多元化技术和基础设施软件提供商Open-Xchange已针对影响OX App Suite的多个安全漏洞发布了修复程序。OX App Suite可作为本地解决方案或作为组织云产品的一部分提供，是专为电信公司、网络托管公司和服务提供商设计的安全电子邮件和协作软件。最新的补丁版本包括对软件文档转换器组件中发现的两个远程代码执行(RCE)漏洞的修复。CVE-2022-23100和CVE-2022-24405的CVSS分数分别为8.2和7.3。还发现文档转换器API存在服务器端请求伪造(SSRF)漏洞(CVE-2022-24406)，该漏洞可能允许攻击者预测多部分表单数据边界并覆盖其内容。

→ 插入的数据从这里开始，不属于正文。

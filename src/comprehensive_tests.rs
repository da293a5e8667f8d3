//! Comprehensive tests for the Formid library
//!
//! End-to-end identification sessions over a small format registry, plus the
//! protocol guarantees that hold across identifiers, recorders and matchers.

use std::fmt;
use std::io::Write;
use std::sync::atomic::{AtomicUsize, Ordering};
use std::sync::Arc;

use crate::config::{Config, Multi};
use crate::containermatcher::zip_fixture;
use crate::core::{Hit, IdentificationSender, Identifier, MatcherType, Recorder};
use crate::engine::Engine;
use crate::format::FormatDatabase;
use crate::loader::load_database_from_xml;
use crate::persist::LoadSaver;
use crate::registry::Registry;
use crate::source::Buffer;

const FORMATS: &str = r#"
    <formats name="formid" details="end to end registry">
        <format id="fmt/276" name="Acrobat PDF" version="1.7" mime="application/pdf">
            <extension>pdf</extension>
            <magic>
                <pattern anchor="bof" hex="25 50 44 46 2D"/>
                <pattern anchor="eof" range="16" value="%%EOF"/>
            </magic>
        </format>
        <format id="x-fmt/263" name="ZIP Format" mime="application/zip" archive="zip">
            <extension>zip</extension>
            <magic><pattern anchor="bof" hex="50 4B 03 04"/></magic>
            <container type="zip"/>
        </format>
        <format id="fmt/483" name="ePub" mime="application/epub+zip">
            <extension>epub</extension>
            <container type="zip">
                <entry name="mimetype" value="application/epub+zip"/>
                <entry name="META-INF/container.xml"/>
            </container>
            <priority over="x-fmt/263"/>
        </format>
        <format id="fmt/92" name="Scalable Vector Graphics" version="1.1" mime="image/svg+xml">
            <glob>*.svg</glob>
            <xml root="svg" ns="http://www.w3.org/2000/svg"/>
        </format>
        <format id="x-fmt/111" name="Plain Text File" mime="text/plain">
            <extension>txt</extension>
            <text class="utf8"/>
        </format>
    </formats>
"#;

const PDF: &[u8] = b"%PDF-1.7\n1 0 obj\n<< /Type /Catalog >>\nendobj\n%%EOF\n";

fn init_tracing() {
    let _ = tracing_subscriber::fmt().with_test_writer().try_init();
}

fn database() -> FormatDatabase {
    load_database_from_xml(FORMATS).unwrap()
}

fn engine(config: Config) -> Engine {
    init_tracing();
    Engine::builder(config)
        .with_database(database())
        .build()
        .unwrap()
}

/// Identifier with no signatures that claims every hit it is shown.
#[derive(Debug)]
struct GreedyIdentifier {
    name: String,
    records: Arc<AtomicUsize>,
}

const GREEDY_TAG: u8 = 5;

impl GreedyIdentifier {
    fn new(name: &str) -> (Self, Arc<AtomicUsize>) {
        let records = Arc::new(AtomicUsize::new(0));
        let identifier = GreedyIdentifier {
            name: name.to_string(),
            records: Arc::clone(&records),
        };
        (identifier, records)
    }

    fn load(ls: &mut LoadSaver) -> Box<dyn Identifier> {
        Box::new(GreedyIdentifier {
            name: ls.load_string(),
            records: Arc::new(AtomicUsize::new(0)),
        })
    }
}

impl fmt::Display for GreedyIdentifier {
    fn fmt(&self, f: &mut fmt::Formatter<'_>) -> fmt::Result {
        write!(f, "greedy {}", self.name)
    }
}

struct GreedyRecorder {
    records: Arc<AtomicUsize>,
    active: [bool; MatcherType::COUNT],
}

impl Recorder for GreedyRecorder {
    fn record(&mut self, mt: MatcherType, _hit: &Hit) -> bool {
        assert!(self.active[mt.index()], "record before active for {}", mt);
        self.records.fetch_add(1, Ordering::SeqCst);
        true
    }

    fn satisfied(&self, mt: MatcherType) -> bool {
        assert!(!self.active[mt.index()], "satisfied asked after active for {}", mt);
        false
    }

    fn report(&mut self, _out: &IdentificationSender) {}

    fn active(&mut self, mt: MatcherType) {
        self.active[mt.index()] = true;
    }
}

impl Identifier for GreedyIdentifier {
    fn recorder(&self) -> Box<dyn Recorder> {
        Box::new(GreedyRecorder {
            records: Arc::clone(&self.records),
            active: [false; MatcherType::COUNT],
        })
    }

    fn describe(&self) -> [String; 2] {
        [self.name.clone(), "claims everything".to_string()]
    }

    fn save(&self, ls: &mut LoadSaver) {
        ls.save_byte(GREEDY_TAG);
        ls.save_string(&self.name);
    }

    fn recognise(&self, _mt: MatcherType, _index: usize) -> (bool, String) {
        (false, String::new())
    }
}

/// A file named `report.pdf` with PDF content, trusting the extension:
/// content stages are skipped and the extension decides.
#[test]
fn test_scenario_trusted_extension() {
    let engine = engine(Config::default().with_trust_extension(true));
    let identified = engine.identify("docs/report.pdf", "", &Buffer::from_bytes(PDF.to_vec()));

    assert_eq!(identified.identifications.len(), 1);
    let pdf = &identified.identifications[0];
    assert!(pdf.known());
    assert_eq!(pdf.to_string(), "fmt/276 (Acrobat PDF 1.7)");
    assert_eq!(pdf.warn(), "");
    assert_eq!(pdf.csv()[5], "extension match pdf");

    let summary = &identified.summary;
    assert!(summary.ran.contains(&MatcherType::Extension));
    for mt in [
        MatcherType::Container,
        MatcherType::Byte,
        MatcherType::Text,
        MatcherType::Xml,
    ] {
        assert!(summary.skipped.contains(&mt), "{} should be skipped", mt);
    }
}

/// A `.txt` name over ZIP content: the container stage overrides the
/// extension, and the byte stage is no longer needed.
#[test]
fn test_scenario_container_overrides_extension() {
    let engine = engine(Config::default());
    let data = zip_fixture(&[("readme.md", b"# hello")]);
    let identified = engine.identify("notes.txt", "", &Buffer::from_bytes(data));

    assert_eq!(identified.identifications.len(), 1);
    let zip = &identified.identifications[0];
    assert!(zip.known());
    assert_eq!(zip.to_string(), "x-fmt/263 (ZIP Format)");
    assert_eq!(zip.warn(), "extension mismatch");
    assert!(zip.archive().is_archive());

    let summary = &identified.summary;
    assert!(summary.ran.contains(&MatcherType::Extension));
    assert!(summary.ran.contains(&MatcherType::Container));
    assert!(summary.skipped.contains(&MatcherType::Byte));
    assert!(summary.skipped.contains(&MatcherType::Text));
}

/// Empty content yields an explicit unknown identification.
#[test]
fn test_scenario_empty_source() {
    let engine = engine(Config::default());
    let identified = engine.identify("", "", &Buffer::empty());

    assert_eq!(identified.identifications.len(), 1);
    let unknown = &identified.identifications[0];
    assert!(!unknown.known());
    assert_eq!(unknown.to_string(), "UNKNOWN");
    assert_eq!(unknown.warn(), "no match");
    assert!(!unknown.archive().is_archive());
    assert_eq!(identified.summary.unclaimed, 0);
    assert!(!identified.summary.is_degraded());
    for mt in [MatcherType::Container, MatcherType::Byte, MatcherType::Text] {
        assert!(identified.summary.ran.contains(&mt));
    }
}

#[test]
fn test_specific_container_beats_generic_zip() {
    let engine = engine(Config::default());
    let data = zip_fixture(&[
        ("mimetype", b"application/epub+zip"),
        ("META-INF/container.xml", b"<container/>"),
        ("OEBPS/content.opf", b"<package/>"),
    ]);
    let identified = engine.identify("book.epub", "", &Buffer::from_bytes(data));
    let epub = &identified.identifications[0];
    assert_eq!(epub.to_string(), "fmt/483 (ePub)");
    assert_eq!(epub.warn(), "");
    assert!(!epub.archive().is_archive());
}

#[test]
fn test_xml_outranks_text() {
    let engine = engine(Config::default());
    let svg = br#"<?xml version="1.0"?><svg xmlns="http://www.w3.org/2000/svg"/>"#;
    let identified = engine.identify("drawing.svg", "", &Buffer::from_bytes(svg.to_vec()));
    let found = &identified.identifications[0];
    assert_eq!(found.to_string(), "fmt/92 (Scalable Vector Graphics 1.1)");
    assert_eq!(found.warn(), "");
    assert!(identified.summary.ran.contains(&MatcherType::Xml));

    let json: serde_json::Value = serde_json::from_str(&found.json()).unwrap();
    assert_eq!(json["basis"][0], "glob match *.svg");
    assert_eq!(json["mime"], "image/svg+xml");
}

#[test]
fn test_mime_hint_without_content() {
    let engine = engine(Config::default());
    let identified = engine.identify(
        "upload",
        "Application/PDF; charset=binary",
        &Buffer::from_bytes(b"\x00\x01\x02\x03".to_vec()),
    );
    let found = &identified.identifications[0];
    assert_eq!(found.to_string(), "fmt/276 (Acrobat PDF 1.7)");
    assert_eq!(found.warn(), "match on MIME only");
}

#[test]
fn test_exhaustive_reports_every_candidate() {
    let engine = engine(Config::default().with_multi(Multi::Exhaustive));
    let identified = engine.identify("readme.txt", "", &Buffer::from_bytes(b"hello\n".to_vec()));
    assert_eq!(identified.identifications.len(), 1);
    assert_eq!(identified.identifications[0].to_string(), "x-fmt/111 (Plain Text File)");
}

#[test]
fn test_first_claim_wins_in_identifier_order() {
    init_tracing();
    let (first, first_records) = GreedyIdentifier::new("greedy-a");
    let (second, second_records) = GreedyIdentifier::new("greedy-b");
    let engine = Engine::builder(Config::default())
        .with_database(database())
        .with_identifier(Box::new(first))
        .with_identifier(Box::new(second))
        .build()
        .unwrap();

    // the format identifier comes first and claims its own hits
    let identified = engine.identify("report.pdf", "", &Buffer::from_bytes(PDF.to_vec()));
    assert_eq!(first_records.load(Ordering::SeqCst), 0);
    assert_eq!(second_records.load(Ordering::SeqCst), 0);
    assert!(identified.identifications[0].known());

    let (first, first_records) = GreedyIdentifier::new("greedy-a");
    let (second, second_records) = GreedyIdentifier::new("greedy-b");
    let config = Config::default().with_identifier_order(["greedy-a", "greedy-b"]);
    let engine = Engine::builder(config)
        .with_database(database())
        .with_identifier(Box::new(first))
        .with_identifier(Box::new(second))
        .build()
        .unwrap();
    assert_eq!(
        engine.identifier_names(),
        vec!["greedy-a", "greedy-b", "formid"]
    );

    let identified = engine.identify("report.pdf", "", &Buffer::from_bytes(PDF.to_vec()));
    assert!(first_records.load(Ordering::SeqCst) >= 2);
    assert_eq!(second_records.load(Ordering::SeqCst), 0);
    assert_eq!(identified.identifications.len(), 1);
    assert!(!identified.identifications[0].known());
}

#[test]
fn test_identifier_round_trip_through_registry() {
    let config = Config::default();
    let engine = engine(config.clone());
    let bytes = engine.save().unwrap();
    let loaded = Engine::load(&bytes, &Registry::with_defaults(), config).unwrap();

    assert_eq!(loaded.identifier_names(), engine.identifier_names());
    for mt in MatcherType::ALL {
        for index in 0..8 {
            assert_eq!(loaded.recognise(mt, index), engine.recognise(mt, index));
        }
    }

    let data = zip_fixture(&[("readme.md", b"# hello")]);
    let source = Buffer::from_bytes(data);
    let before = engine.identify("notes.txt", "", &source);
    let after = loaded.identify("notes.txt", "", &source);
    assert_eq!(
        before.identifications[0].yaml(),
        after.identifications[0].yaml()
    );
    assert_eq!(before.summary, after.summary);
}

#[test]
fn test_unloadable_identifier_is_skipped() {
    init_tracing();
    let (greedy, _) = GreedyIdentifier::new("greedy");
    let engine = Engine::builder(Config::default())
        .with_database(database())
        .with_identifier(Box::new(greedy))
        .build()
        .unwrap();
    let bytes = engine.save().unwrap();

    let loaded = Engine::load(&bytes, &Registry::with_defaults(), Config::default()).unwrap();
    assert_eq!(loaded.identifier_names(), vec!["formid"]);

    let mut registry = Registry::with_defaults();
    registry.register(GREEDY_TAG, GreedyIdentifier::load).unwrap();
    let loaded = Engine::load(&bytes, &registry, Config::default()).unwrap();
    assert_eq!(loaded.identifier_names(), vec!["formid", "greedy"]);
}

#[test]
fn test_truncated_signature_file() {
    let bytes = engine(Config::default()).save().unwrap();
    for cut in [3, 5, 12, bytes.len() / 2] {
        assert!(
            Engine::load(&bytes[..cut], &Registry::with_defaults(), Config::default()).is_err(),
            "cut at {} should fail",
            cut
        );
    }
}

#[test]
fn test_concurrent_sessions() {
    let engine = engine(Config::default());
    let source = Buffer::from_bytes(PDF.to_vec());
    std::thread::scope(|scope| {
        let handles: Vec<_> = (0..4)
            .map(|i| {
                let engine = engine.clone();
                let source = source.clone();
                scope.spawn(move || {
                    let name = format!("file{}.bin", i);
                    engine.identify(&name, "", &source).identifications[0].to_string()
                })
            })
            .collect();
        for handle in handles {
            assert_eq!(handle.join().unwrap(), "fmt/276 (Acrobat PDF 1.7)");
        }
    });
}

#[test]
fn test_abandoned_stream_finishes() {
    init_tracing();
    let mut config = Config::default();
    config.result_buffer = 1;
    let mut copy = database();
    copy.info.name = "copy".to_string();
    let engine = Engine::builder(config)
        .with_database(database())
        .with_database(copy)
        .build()
        .unwrap();
    let stream = engine
        .identify_stream("report.pdf", "", Buffer::from_bytes(PDF.to_vec()))
        .unwrap();
    let summary = stream.summary().unwrap();
    assert!(summary.ran.contains(&MatcherType::Extension));
}

#[test]
fn test_identify_mapped_file() {
    let engine = engine(Config::default());
    let mut file = tempfile::Builder::new().suffix(".pdf").tempfile().unwrap();
    file.write_all(PDF).unwrap();
    file.flush().unwrap();

    let source = Buffer::open(file.path()).unwrap();
    assert_eq!(source.len(), PDF.len());
    let name = file.path().to_string_lossy().into_owned();
    let identified = engine.identify(&name, "", &source);
    assert_eq!(identified.identifications[0].to_string(), "fmt/276 (Acrobat PDF 1.7)");
    assert_eq!(identified.identifications[0].warn(), "");
}

#[test]
fn test_config_file_drives_engine() {
    let mut file = tempfile::NamedTempFile::new().unwrap();
    file.write_all(br#"{"trust_extension": true, "result_buffer": 4}"#)
        .unwrap();
    let config = Config::from_file(file.path()).unwrap();
    assert!(config.trust_extension);
    let engine = engine(config);
    let identified = engine.identify("report.pdf", "", &Buffer::from_bytes(b"junk".to_vec()));
    assert!(identified.summary.skipped.contains(&MatcherType::Byte));
    assert_eq!(identified.identifications[0].to_string(), "fmt/276 (Acrobat PDF 1.7)");
}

在严重性列表的下方是两个影响OX App Suite的跨站点脚本(XSS)漏洞（CVE-2022-23099、CVE-2022-23101）。为了利用这些漏洞，攻击者需要强迫受害者点击恶意链接。

在去年12月震惊全球软件开发行业的Log4Shell问题之后，OX App Suite还包括一个更新，该更新解决了Logback组件中的类似潜在问题(CVE-2021-42550)。

“在其默认配置下，OX App Suite不易受此漏洞的影响，并且没有需要部署易受攻击的配置的场景，”Open-Xchange安全公告写道。

“我们严格提供此更新作为预防措施，以减轻漏洞的可能性。此时利用CVE-2021-42550将需要特权访问来更改系统配置。”

当被问及这些漏洞是否是公司漏洞赏金计划的一部分时，Open-Xchange首席信息安全官Martin Heiland说：“对于这个公告，这是一个50/50的事情。我们使用来自错误赏金计划的输入作为我们内部研究的灵感。

“在这种情况下，通过赏金计划报告的看似‘中等’问题的全面影响导致了彻底的审查过程并发现了潜在的远程代码执行缺陷。”

Heiland补充说：“将内部审查与外部意见相结合，使我们的计划非常有影响力，有助于我们的工程团队不断学习和挑战。我已经运行了大约六年的漏洞赏金计划，它对我们的Web应用程序非常成功。”

这些漏洞影响OX App Suite版本7.10.6及更早版本。它们都已由供应商在各种分支更新中修复。

“大多数用户运行自动化部署，我们自己的托管服务使用'云原生'自动化/编排，这允许非常快速的更新，”Heiland说。“当然，无论采用何种部署方式，我们都建议尽快更新。”